I'm now no longer a young person and have no desire to repeat that experience particularly in a strange country! We will probably rent for a few months while we purchase so it should give us time to sort out any problems like that and arrange for unwanted furniture to be recycled.


----------



## tonymar (Jan 29, 2015)

That's a great story about the old people in your house
hey hope you don't find any in your Spanish house

We had a load of old crap left at our finca when we moved in, but there was an old tractor left on the land , so I done a few hours work on to get it working
Great I thought , until the old boy who owned the house found out , he came back for it 

He decided it wasnt crap any more as it was now working !!

Good luck with the move 
What area are you coming to

Tony Agost Alicante


----------



## Bibi2 (Jan 18, 2015)

Hi Tony, I'm assuming you gave him back the tractor but I would have been tempted to add an invoice for the work- only joking- better to have good neighbours than make an enemy over an old tractor.
We hope to move somewhere within the area ranging from Valencia City down to Denia and anywhere from the coast west to Alberic/Alcoy. 
We don't know the areas that well but have been out on an investigative trip just before Christmas.

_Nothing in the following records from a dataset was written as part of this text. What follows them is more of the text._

//! Voucher number suggestions.
//!
//! Numbers are a two-letter type prefix followed by six digits. Neither scheme checks for
//! collisions; the repository rejects a duplicate number within a voucher type and fiscal
//! year, and the service retries generated numbers on conflict.

use rand::Rng;

/// Smallest random suffix.
pub const RANDOM_MIN: u32 = 100_000;
/// Largest random suffix.
pub const RANDOM_MAX: u32 = 999_999;

/// Returns `prefix` followed by a uniformly random number in `100000..=999999`.
#[must_use]
pub fn generate_voucher_number(prefix: &str) -> String {
    generate_voucher_number_with(prefix, &mut rand::thread_rng())
}

/// Same as [`generate_voucher_number`] with a caller-supplied generator.
#[must_use]
pub fn generate_voucher_number_with<R: Rng + ?Sized>(prefix: &str, rng: &mut R) -> String {
    format!("{prefix}{}", rng.gen_range(RANDOM_MIN..=RANDOM_MAX))
}

/// Returns the number after the highest `prefix`-numbered entry in `existing`.
///
/// Numbers that do not start with `prefix` or whose suffix is not numeric are ignored.
/// The suffix is zero-padded to six digits; the first number is `prefix000001`. When the
/// highest suffix has no successor the result is a random number instead.
#[must_use]
pub fn next_sequential_number<I, S>(prefix: &str, existing: I) -> String
where
    I: IntoIterator<Item = S>,
    S: AsRef<str>,
{
    let last = existing
        .into_iter()
        .filter_map(|number| {
            number
                .as_ref()
                .strip_prefix(prefix)
                .and_then(|suffix| suffix.parse::<u64>().ok())
        })
        .max()
        .unwrap_or(0);
    last.checked_add(1).map_or_else(
        || generate_voucher_number(prefix),
        |next| format!("{prefix}{next:06}"),
    )
}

We still haven't truly isolated what we want which is a bit scary since we have had a cash offer on our house which appears to be going through so we will probably rent around Gandia somewhere so that we can visit the area and view a lot of properties before buying.


----------



## tonymar (Jan 29, 2015)

Bibi2 said:


> Hi Tony, I'm assuming you gave him back the tractor but I would have been tempted to add an invoice for the work- only joking- better to have good neighbours than make an enemy over an old tractor.
> We hope to move somewhere within the area ranging from Valencia City down to Denia and anywhere from the coast west to Alberic/Alcoy.
> We don't know the areas that well but have been out on an investigative trip just before Christmas.
> 
> We still haven't truly isolated what we want which is a bit scary since we have had a cash offer on our house which appears to be going through so we will probably rent around Gandia somewhere so that we can visit the area and view a lot of properties before buying.


Hi Bibi

Well he just took the tractor , so didn't really get a choice !, didn't have any Spanish then so couldn't argue with him about it .

As you said wasnt worth making an enemy over it anyway .

He did keep just turning up for ages , in the end we put a fence up and thart did the trick !


We live just inland of Alicante , not a bad area as it is close to the beach and airport but still in a real Spanish village , if you want any info on the area let me know , have been here for 12 years now , there are plenty of bargains about at the moment !

Cheers Tony Agost Alicante


----------



## Bibi2 (Jan 18, 2015)

tonymar said:


> Hi Bibi
> 
> in the end we put a fence up and thart did the trick !
> 
> ...


Hi Tony
We always say good fences make for good neighbours!

Would love to know more about Agost particularly what clubs etc it has and how easy you found it as an ex pat to integrate. Like you, we won't speak Spanish initially but intend to take classes and would want those classes to be as local as possible.
Wiki says Agost has a lot of potteries and I wonder if there is an active art community there?

Main reasons for looking close to Valencia is wanting to take advantage of living on the continent and using the High Speed Rail to do some travelling. Also, Flights to and from UK are cheaper from Valencia than Alicante and I'm wary of going too far south because I don't want to sizzle in excess summer temps.
I'm an artist and want to keep painting during my retirement. We have been looking at a few properties in your area but would't want to go further south than San Javier.


----------



## tonymar (Jan 29, 2015)

Hi Bibi,

Yes you are Right Agost is famous for pottery , traditional items are still made here , the Botijo is the most popular , it is an interesting item basically an ancient way of solar cooling water .
a vessel made from the special white semi porous Agost clay , you fill it with water and leave it in the sun , as water evaporates through the clay the water is cooled inside .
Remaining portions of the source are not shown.